Watching The Web

One of the biggest challenges in the world of cybersecurity is trying to figure out what threats are real and what are simply good headlines. We hear of massive data breaches at multinational companies all the time, but unless we are directly affected, the numbers involved can seem abstract.

There’s a real risk, fear many experts, that instead of raising awareness and helping people to understand how careful they need to be with online security, news stories about big breaches may achieve entirely the wrong effect – that we become desensitised to horror stories and imagine that if it hasn’t happened to you yet, it never will.

To understand how real the threat is, we paid a visit to Vodacom’s South African HQ in Midrand. It’s here that, in April 2015, the company set up its Cyber Intelligence Centre (CIC) to monitor and respond to security incidents on its African network.

Ever-vigilant

Vodacom operates mobile networks in six African countries and offers business services in 26 others. As a result, its networks and customers are constantly being tested for vulnerabilities by international criminals. It’s in the firm’s interests to be seen to be protecting those customers, and so its security operations provide an almost unique insight into what really happens in African cyberspace.
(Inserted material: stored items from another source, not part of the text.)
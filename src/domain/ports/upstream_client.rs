//! Upstream Client Port
//!
//! Defines how the routing core talks to a selected backend instance.

use crate::domain::entities::InstanceSnapshot;
use crate::error::GatewayResult;
use async_trait::async_trait;
use bytes::Bytes;

/// Request to forward to a backend, already stripped of its route prefix.
#[derive(Debug, Clone)]
pub struct UpstreamRequest {
    pub method: String,
    /// Path and query relative to the instance's base path
    pub path_and_query: String,
    pub headers: Vec<(String, Vec<u8>)>,
    pub body: Bytes,
}

impl UpstreamRequest {
    pub fn new(method: impl Into<String>, path_and_query: impl Into<String>) -> Self {
        Self {
            method: method.into(),
            path_and_query: path_and_query.into(),
            headers: Vec::new(),
            body: Bytes::new(),
        }
    }

    /// Replace any header with the same (case-insensitive) name.
    pub fn set_header(&mut self, name: &str, value: impl Into<Vec<u8>>) {
        self.headers.retain(|(n, _)| !n.eq_ignore_ascii_case(name));
        self.headers.push((name.to_string(), value.into()));
    }

    pub fn header(&self, name: &str) -> Option<&[u8]> {
        self.headers
            .iter()
            .find(|(n, _)| n.eq_ignore_ascii_case(name))
            .map(|(_, v)| v.as_slice())
    }
}

/// Response returned by a backend, forwarded verbatim to the caller.
#[derive(Debug, Clone)]
pub struct UpstreamResponse {
    pub status: u16,
    pub headers: Vec<(String, Vec<u8>)>,
    pub body: Bytes,
}

/// Transport to backend instances.
///
/// Any response the backend produces is `Ok`, whatever its status; `Err`
/// means the exchange itself failed.
#[async_trait]
pub trait UpstreamClient: Send + Sync {
    async fn forward(
        &self,
        instance: &InstanceSnapshot,
        request: UpstreamRequest,
    ) -> GatewayResult<UpstreamResponse>;
}
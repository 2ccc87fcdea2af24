mod admin_server;
mod gateway_server;

pub use admin_server::{router as admin_router, AdminServer, AdminState, RegisterResponse};
pub use gateway_server::{router as gateway_router, GatewayServer, GatewayState, MAX_BODY_BYTES};
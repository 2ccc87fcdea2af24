//! Adapters
//!
//! Inbound HTTP surfaces and outbound implementations of the domain ports.

pub mod inbound;
pub mod outbound;
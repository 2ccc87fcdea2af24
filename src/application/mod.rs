//! Application Layer
//!
//! Use cases built on domain types and ports: the service registry, the
//! load balancer service and the routing core.

pub mod gateway_service;
pub mod load_balancer;
pub mod service_registry;

pub use gateway_service::{GatewayRequest, GatewayResponse, GatewayService, Route, RouteTable};
pub use load_balancer::{LoadBalancerConfig, LoadBalancerService, LoadBalancerStats};
pub use service_registry::{RegistryConfig, ServiceRegistry};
The South African CIC is part of a network of similar centres within Vodacom’s parent organisation, the Vodafone group. Vodafone’s sharing of data with other centres in the UK and Australia means the company has “follow the sun” capabilities – whatever time of day it is, one centre will be fully staffed and alert.

Plus, since cybercrime is truly international in nature, it means there’s a better chance of catching criminals. Most attacks in Africa originate from Russia, Ukraine and China, says manager for technology security, Johan Taute, and data gathered by the South African team was recently used to assist in prosecuting cybercriminals in Germany.

Working with others

The first thing you notice when entering the CIC, however, is not the screens with information specific to the Vodacom network. It’s the feeds from almost every major multinational internet security firm, which list detections of potentially nefarious activity all over the continent.

These feeds pick up common malware signatures and attempts to breach database servers via SQL injection, as well as unexpected spikes in data traffic and other events that could indicate an attack is under way.

The centre usually picks up around 200 000 incidents an hour, but this rose to 4.2-million when online activists from the Anonymous group launched an African campaign, explains Vodacom’s executive head of technology security, Darshan Lakha. Most are automatically detected and blocked, but information is also fed to teams of security experts Taute calls “hunters”, whose job it is to reverse-engineer attacks in order to understand what they are facing and how they can be stopped.

Lakha says there are two major trends he’s picked up on this year. “One is that there’s a lot more ‘ransomware’ than before,” he says. “The other is the scale of DDOS attacks. A typical low-level attack used to generate around 50Mbps of traffic at its peak, but now it can routinely be up to 25Gbps.”

Meeting the increased threat, however, is tough. Like most in the industry today, Taute says finding people with the right skills to work in cybersecurity is tough, and always changing. Mobile operators are beginning to introduce “narrowband” technologies that will allow hundreds of thousands of new low-power devices to connect to their networks, creating just as many new potential places for attacks to occur.

“What you learned in security just five years ago is different from what you need today.”

Know your jargon

SQL injection

Most websites and applications are created using the SQL database programming language. Attacks using SQL injection involve trying to trick a database into giving more information than it should by adding bits of code to entry fields.

Malware

This is “bad software”, such as a computer virus, Trojan or – increasingly – ransomware used to attack another computer.

DDOS

Distributed Denial of Service. A DDOS involves trying to crash a web server  by flooding it with traffic, generated  from hundreds or thousands or even millions of PCs, phones and online  devices infected with malware.